How many lines in the records below contain the word "PartialEq"? State that number and nothing more.

*** Opening of INPUT MATERIAL ***

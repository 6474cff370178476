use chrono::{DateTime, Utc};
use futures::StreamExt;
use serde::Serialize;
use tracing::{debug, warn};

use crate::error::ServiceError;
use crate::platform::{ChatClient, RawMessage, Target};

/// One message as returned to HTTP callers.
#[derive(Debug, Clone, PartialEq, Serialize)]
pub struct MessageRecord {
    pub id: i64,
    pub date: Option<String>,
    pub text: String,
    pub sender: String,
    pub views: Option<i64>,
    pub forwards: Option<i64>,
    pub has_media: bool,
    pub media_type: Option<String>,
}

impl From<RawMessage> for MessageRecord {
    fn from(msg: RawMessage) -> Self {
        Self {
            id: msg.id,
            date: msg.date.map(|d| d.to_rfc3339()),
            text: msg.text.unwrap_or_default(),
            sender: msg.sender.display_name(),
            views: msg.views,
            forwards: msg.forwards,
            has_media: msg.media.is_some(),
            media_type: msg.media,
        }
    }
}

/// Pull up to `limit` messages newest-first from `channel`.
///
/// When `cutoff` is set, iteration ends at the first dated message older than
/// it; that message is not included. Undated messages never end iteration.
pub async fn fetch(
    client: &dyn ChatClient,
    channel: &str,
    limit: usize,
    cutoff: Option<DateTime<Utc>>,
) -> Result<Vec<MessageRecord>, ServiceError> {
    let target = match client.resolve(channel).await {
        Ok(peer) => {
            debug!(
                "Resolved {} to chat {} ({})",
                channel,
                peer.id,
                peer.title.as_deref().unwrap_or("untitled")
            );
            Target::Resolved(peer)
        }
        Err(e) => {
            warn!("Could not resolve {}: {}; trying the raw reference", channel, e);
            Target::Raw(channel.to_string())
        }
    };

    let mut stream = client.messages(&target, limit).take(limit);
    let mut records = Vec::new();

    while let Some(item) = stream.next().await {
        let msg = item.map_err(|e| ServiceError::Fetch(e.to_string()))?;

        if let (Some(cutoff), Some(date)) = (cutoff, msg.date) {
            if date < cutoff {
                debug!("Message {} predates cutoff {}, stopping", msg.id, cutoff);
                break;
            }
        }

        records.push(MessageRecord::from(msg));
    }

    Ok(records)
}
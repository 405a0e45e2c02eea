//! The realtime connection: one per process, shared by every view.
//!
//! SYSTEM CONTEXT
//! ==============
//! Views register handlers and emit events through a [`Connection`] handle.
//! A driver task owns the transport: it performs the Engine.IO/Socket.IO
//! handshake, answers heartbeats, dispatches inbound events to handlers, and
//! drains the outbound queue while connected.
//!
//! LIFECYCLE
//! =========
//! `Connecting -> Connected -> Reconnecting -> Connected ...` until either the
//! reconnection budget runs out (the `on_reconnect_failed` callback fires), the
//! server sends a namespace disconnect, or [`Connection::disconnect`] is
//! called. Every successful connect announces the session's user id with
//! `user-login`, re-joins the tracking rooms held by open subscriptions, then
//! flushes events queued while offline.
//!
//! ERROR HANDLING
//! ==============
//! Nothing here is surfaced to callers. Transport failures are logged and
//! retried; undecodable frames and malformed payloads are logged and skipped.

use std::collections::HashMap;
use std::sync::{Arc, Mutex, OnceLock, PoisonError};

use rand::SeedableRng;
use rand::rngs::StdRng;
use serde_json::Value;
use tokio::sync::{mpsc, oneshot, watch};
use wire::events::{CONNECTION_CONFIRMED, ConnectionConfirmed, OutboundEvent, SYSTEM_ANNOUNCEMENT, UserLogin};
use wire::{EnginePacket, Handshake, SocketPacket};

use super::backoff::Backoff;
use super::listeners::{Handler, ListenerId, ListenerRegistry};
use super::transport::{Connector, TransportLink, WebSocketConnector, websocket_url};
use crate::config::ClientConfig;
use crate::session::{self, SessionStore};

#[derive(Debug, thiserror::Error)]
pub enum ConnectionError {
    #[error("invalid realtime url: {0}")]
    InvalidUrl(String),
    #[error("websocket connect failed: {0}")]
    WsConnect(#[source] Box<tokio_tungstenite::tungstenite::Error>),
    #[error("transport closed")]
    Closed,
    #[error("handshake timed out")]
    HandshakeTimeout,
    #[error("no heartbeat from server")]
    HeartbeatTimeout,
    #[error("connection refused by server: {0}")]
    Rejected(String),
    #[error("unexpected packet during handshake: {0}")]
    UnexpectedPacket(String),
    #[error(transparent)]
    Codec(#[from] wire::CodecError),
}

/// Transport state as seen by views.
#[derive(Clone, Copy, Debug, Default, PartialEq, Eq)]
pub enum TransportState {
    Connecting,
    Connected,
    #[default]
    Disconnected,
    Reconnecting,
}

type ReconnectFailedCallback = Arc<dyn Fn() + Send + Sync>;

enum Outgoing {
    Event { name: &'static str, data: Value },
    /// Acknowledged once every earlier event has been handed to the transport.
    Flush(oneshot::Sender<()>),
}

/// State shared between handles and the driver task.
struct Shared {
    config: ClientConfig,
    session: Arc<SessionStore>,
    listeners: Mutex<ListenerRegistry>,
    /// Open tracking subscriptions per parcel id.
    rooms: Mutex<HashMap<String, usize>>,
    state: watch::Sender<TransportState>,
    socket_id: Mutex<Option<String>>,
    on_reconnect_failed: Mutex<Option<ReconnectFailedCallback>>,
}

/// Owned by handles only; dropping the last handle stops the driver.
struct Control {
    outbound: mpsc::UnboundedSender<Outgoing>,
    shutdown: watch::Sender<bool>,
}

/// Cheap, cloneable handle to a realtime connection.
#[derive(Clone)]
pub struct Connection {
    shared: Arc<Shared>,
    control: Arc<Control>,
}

*** Close of INPUT MATERIAL ***

— ANSWER TO THIS TASK —
2